Awesome

This is a replacement for, and rewrite of travis-yaml.

Travis CI build config processing

This library is used for parsing, normalizing, and validating Travis CI build configuration (.travis.yml).

It serves these main functions:

Defining and producing a specification for our build configuration format in the form of JSON Schema.
Merging actual build configuration parts (such as .travis.yml)
Applying the spec to a merged build configuration in order to normalize and validate it.
Expanding a build config to job matrix configs.
Generating reference documentation from the spec.

The specification (schema) produced by the library is being used for both normalizing and validating build configs, and for generating reference documentation. I.e. these two parts of the code base are clients to the schema.

Applying the specification to a build configuration produces structured messages on the levels info, warn, and error. Such messages include a message code (e.g. unknown_key, deprecated_key etc.) and arguments (e.g. the given key, value) so they can be translated to human readable messages by clients. These can be used in the UI, and links to the documentation, suggesting fixes.

For example:

yaml = 'rvm: 2.3'
config = Travis::Yml.load(yaml)

config.serialize
# {
#   language: 'ruby',
#   os: ['linux'],
#   rvm: ['2.3']
# }

config.msgs
# [
#   [:info, :language, :default, key: :language, default: 'ruby'],
#   [:info, :language, :default, key: :os, default: 'linux'],
# ]

config.msgs.map { |msg| Travis::Yml.msg(msg) }
# [
#   '[info] on root: missing :language, using the default: "ruby"',
#   '[info] on root: missing :os, using the default: "linux"',
# ]

YAML

The library uses a custom YAML parser based on Psych, using its safe YAML parsing features.

Diverging from the YAML specification this library does not:

convert the strings yes or on to the boolean true, or the strings no or off to the boolean false
convert YAML integers or floats to Ruby integers or floats
convert symbol keys to symbols

For the following reasons:

Deployment config uses the key on. This being converted to true as a hash key does not make sense for us.
Version numbers like 1.10 used to be truncated to 1.1 by the YAML parser, causing confusion, and requiring users to specify these as strings ("1.10") instead.
Keys need to be strings so they can carry additional meta information (such as the source name of the build config, and the line number for messages).

The parser uses the classes Key, Map, and Seq for representing Ruby strings that are hash keys, hashes, and arrays, in order to be able to carry additional meta information. This is then used while merging config parts, and normalizing and validating the resulting config.

Integers and floats are not converted by the YAML parser, but they are casted later by the build config normalization, so they can be casted only if the respective node wants an integer or float.

Types

Borrowing from YAML's terminology the library uses:

map for hashes (key value mappings)
seq for arrays (sequence)

It also uses the following scalar types:

str for strings
num for numbers
bool for booleans
secure for secure strings

Scalars can be enums, as defined by JSON Schema, i.e. they can have a number of known and allowed values. Examples for keys that hold enums are: language, os, dist etc.

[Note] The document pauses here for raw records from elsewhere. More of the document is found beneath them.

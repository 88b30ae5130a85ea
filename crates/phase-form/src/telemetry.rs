//! Tracing setup for host applications

use tracing_subscriber::EnvFilter;

/// Install a fmt subscriber filtered by `RUST_LOG` (default `info`)
///
/// Returns `false` if a global subscriber was already installed.
pub fn init_tracing() -> bool {
    tracing_subscriber::fmt()
        .with_env_filter(
            EnvFilter::try_from_default_env().unwrap_or_else(|_| EnvFilter::new("info")),
        )
        .with_target(false)
        .try_init()
        .is_ok()
}

#[cfg(test)]
mod tests {
    use super::*;

    #[test]
    fn second_init_is_a_no_op() {
        let _ = init_tracing();
        assert!(!init_tracing());
    }
}
//! Error types for the phase model

/// Model-level errors
#[derive(Debug, Clone, PartialEq, Eq, thiserror::Error)]
pub enum ModelError {
    /// Identifier is not one of the ten known fields
    #[error("unknown field: {0}")]
    UnknownField(String),
}

/// Per-field validation failure
#[derive(Debug, Clone, PartialEq, Eq, thiserror::Error)]
pub enum FieldErrorKind {
    /// Value is present but not a calendar date
    #[error("'{raw}' is not a valid date")]
    InvalidDate {
        /// Text as it was entered
        raw: String,
    },
}

impl FieldErrorKind {
    /// Build an invalid date error from the entered text
    #[inline]
    pub fn invalid_date(raw: impl Into<String>) -> Self {
        Self::InvalidDate { raw: raw.into() }
    }
}

#[cfg(test)]
mod tests {
    use super::*;

    #[test]
    fn unknown_field_display() {
        let err = ModelError::UnknownField("startDate".to_string());
        assert_eq!(err.to_string(), "unknown field: startDate");
    }

    #[test]
    fn invalid_date_display() {
        let err = FieldErrorKind::invalid_date("tomorrow");
        assert!(err.to_string().contains("'tomorrow'"));
    }
}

A map can be strict or not strict. Maps are strict by default. A strict map disallows keys that are not known.

A secure resembles our build config format for encrypted key/value pairs. Secures also can be strict or not strict, and they are strict by default. A not strict secure would accept a plain string without producing a warning (e.g. on keys like username or email).

Build config specification

The spec is included to the repository as schema.json.

The spec is defined in Schema::Def, and can be produced by:

Travis::Yml.schema

Classes in Schema::Def use classes in Schema::Type to build a tree of nodes that define allowed keys, types, and various options in a readable and succinct way (using a DSL for describing the schema).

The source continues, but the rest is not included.